## WHAT THE TASK ASKS
Keep only the lines from the top of the listing through the one with "5, 20, layout.width));", and reproduce them unaltered.

___ GIVEN ENTRIES ___

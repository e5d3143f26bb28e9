mod common;

use std::fs;

use ndarray::Array2;
use tempfile::TempDir;

use common::{build_acquisition, buffer_name, raw_page, write_pages_u16, write_pages_u8, AcquisitionLayout};
use oblique_core::acquisition::{AcquisitionIndex, AcquisitionMetadata};
use oblique_core::io::parse_metadata;
use oblique_core::{ErrorKind, ObliqueError, PixelType, VolumeShape};

#[test]
fn test_logical_shape() {
    let dir = TempDir::new().unwrap();
    let layout = AcquisitionLayout::default();
    build_acquisition(dir.path(), &layout);

    let index = AcquisitionIndex::build(dir.path()).unwrap();
    assert_eq!(index.shape(), VolumeShape::new(4, 1, 5, 20, layout.width));
    assert_eq!(index.buffers().len(), 2);
    assert_eq!(index.frame_shape(), (28, layout.width));
    assert_eq!(index.pixel_type(), PixelType::U16);
    assert_eq!(index.volumes_per_buffer(), 2);
    assert_eq!(index.raw_bytes(), 4 * 5 * 20 * layout.width * 2);
}

#[test]
fn test_num_volumes_scales_with_buffers() {
    for buffers in [1, 3] {
        let dir = TempDir::new().unwrap();
        let layout = AcquisitionLayout {
            buffers,
            volumes_per_buffer: 3,
            channels: vec!["488", "561"],
            slices: 2,
            ..Default::default()
        };
        build_acquisition(dir.path(), &layout);
        let index = AcquisitionIndex::build(dir.path()).unwrap();
        assert_eq!(index.shape().t, 3 * buffers);
        assert_eq!(index.shape().c, 2);
        assert_eq!(index.pages_per_buffer(), 3 * 2 * 2);
    }
}

#[test]
fn test_discovery_order_does_not_matter() {
    let dir = TempDir::new().unwrap();
    let layout = AcquisitionLayout {
        buffers: 4,
        volumes_per_buffer: 1,
        ..Default::default()
    };
    let sorted = build_acquisition(dir.path(), &layout);
    let meta = AcquisitionMetadata::from_map(parse_metadata(&layout.sidecar()).unwrap()).unwrap();

    let shuffled = vec![
        sorted[2].clone(),
        sorted[0].clone(),
        sorted[3].clone(),
        sorted[1].clone(),
    ];
    let index = AcquisitionIndex::from_parts(shuffled, meta).unwrap();
    assert_eq!(index.buffers(), sorted.as_slice());
}

#[test]
fn test_time_range_and_page_index() {
    let dir = TempDir::new().unwrap();
    let layout = AcquisitionLayout {
        channels: vec!["488", "405"],
        ..Default::default()
    };
    build_acquisition(dir.path(), &layout);
    let index = AcquisitionIndex::build(dir.path()).unwrap();

    assert_eq!(index.time_range(0), 0..2);
    assert_eq!(index.time_range(1), 2..4);
    // ((t * Z) + z) * C + c
    assert_eq!(index.page_index(0, 0, 1), 1);
    assert_eq!(index.page_index(1, 2, 0), 14);
}

#[test]
fn test_missing_data_directory() {
    let dir = TempDir::new().unwrap();
    fs::create_dir_all(dir.path().join("metadata")).unwrap();
    let err = AcquisitionIndex::build(dir.path()).unwrap_err();
    assert!(matches!(err, ObliqueError::MissingData(_)));
    assert_eq!(err.kind(), ErrorKind::InputIo);
}

#[test]
fn test_empty_data_directory() {
    let dir = TempDir::new().unwrap();
    fs::create_dir_all(dir.path().join("data")).unwrap();
    fs::write(dir.path().join("data").join("notes.txt"), "not a buffer").unwrap();
    assert!(matches!(
        AcquisitionIndex::build(dir.path()),
        Err(ObliqueError::MissingData(_))
    ));
}

#[test]
fn test_missing_metadata() {
    let dir = TempDir::new().unwrap();
    build_acquisition(dir.path(), &AcquisitionLayout::default());
    fs::remove_file(dir.path().join("metadata").join("000000.txt")).unwrap();
    assert!(matches!(
        AcquisitionIndex::build(dir.path()),
        Err(ObliqueError::MissingMetadata(_))
    ));
}

#[test]
fn test_first_metadata_file_wins() {
    let dir = TempDir::new().unwrap();
    let layout = AcquisitionLayout::default();
    build_acquisition(dir.path(), &layout);
    let other = layout.sidecar().replace("slices_per_volume: 5", "slices_per_volume: 9");
    fs::write(dir.path().join("metadata").join("000001.txt"), other).unwrap();

    let index = AcquisitionIndex::build(dir.path()).unwrap();
    assert_eq!(index.metadata().slices_per_volume, 5);
}

#[test]
fn test_frame_shape_mismatch() {
    let dir = TempDir::new().unwrap();
    let layout = AcquisitionLayout::default();
    build_acquisition(dir.path(), &layout);
    let wider = AcquisitionLayout {
        width: layout.width + 2,
        ..layout.clone()
    };
    write_pages_u16(
        &dir.path().join("data").join(buffer_name(1)),
        &[raw_page(&wider, 1, 0, 0, 0)],
    );

    let err = AcquisitionIndex::build(dir.path()).unwrap_err();
    match err {
        ObliqueError::ShapeMismatch { expected, found, .. } => {
            assert_eq!(expected, vec![28, layout.width]);
            assert_eq!(found, vec![28, layout.width + 2]);
        }
        other => panic!("unexpected error: {other}"),
    }
}

#[test]
fn test_pixel_type_mismatch() {
    let dir = TempDir::new().unwrap();
    let layout = AcquisitionLayout::default();
    build_acquisition(dir.path(), &layout);
    write_pages_u8(
        &dir.path().join("data").join(buffer_name(1)),
        &[Array2::<u8>::zeros((layout.height, layout.width))],
    );

    let err = AcquisitionIndex::build(dir.path()).unwrap_err();
    assert!(matches!(
        err,
        ObliqueError::DtypeMismatch {
            expected: PixelType::U16,
            found: PixelType::U8,
            ..
        }
    ));
}

#[test]
fn test_frames_without_image_rows_rejected() {
    let dir = TempDir::new().unwrap();
    let layout = AcquisitionLayout {
        buffers: 1,
        height: 8,
        ..Default::default()
    };
    build_acquisition(dir.path(), &layout);
    assert!(matches!(
        AcquisitionIndex::build(dir.path()),
        Err(ObliqueError::ShapeMismatch { .. })
    ));
}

___

## SOLUTION FOR THIS PROBLEM
repository e5d3143f26bb28e9
mod common;

use std::fs;

use ndarray::Array2;
use tempfile::TempDir;

use common::{build_acquisition, buffer_name, raw_page, write_pages_u16, write_pages_u8, AcquisitionLayout};
use oblique_core::acquisition::{AcquisitionIndex, AcquisitionMetadata};
use oblique_core::io::parse_metadata;
use oblique_core::{ErrorKind, ObliqueError, PixelType, VolumeShape};

#[test]
fn test_logical_shape() {
    let dir = TempDir::new().unwrap();
    let layout = AcquisitionLayout::default();
    build_acquisition(dir.path(), &layout);

    let index = AcquisitionIndex::build(dir.path()).unwrap();
    assert_eq!(index.shape(), VolumeShape::new(4, 1, 5, 20, layout.width));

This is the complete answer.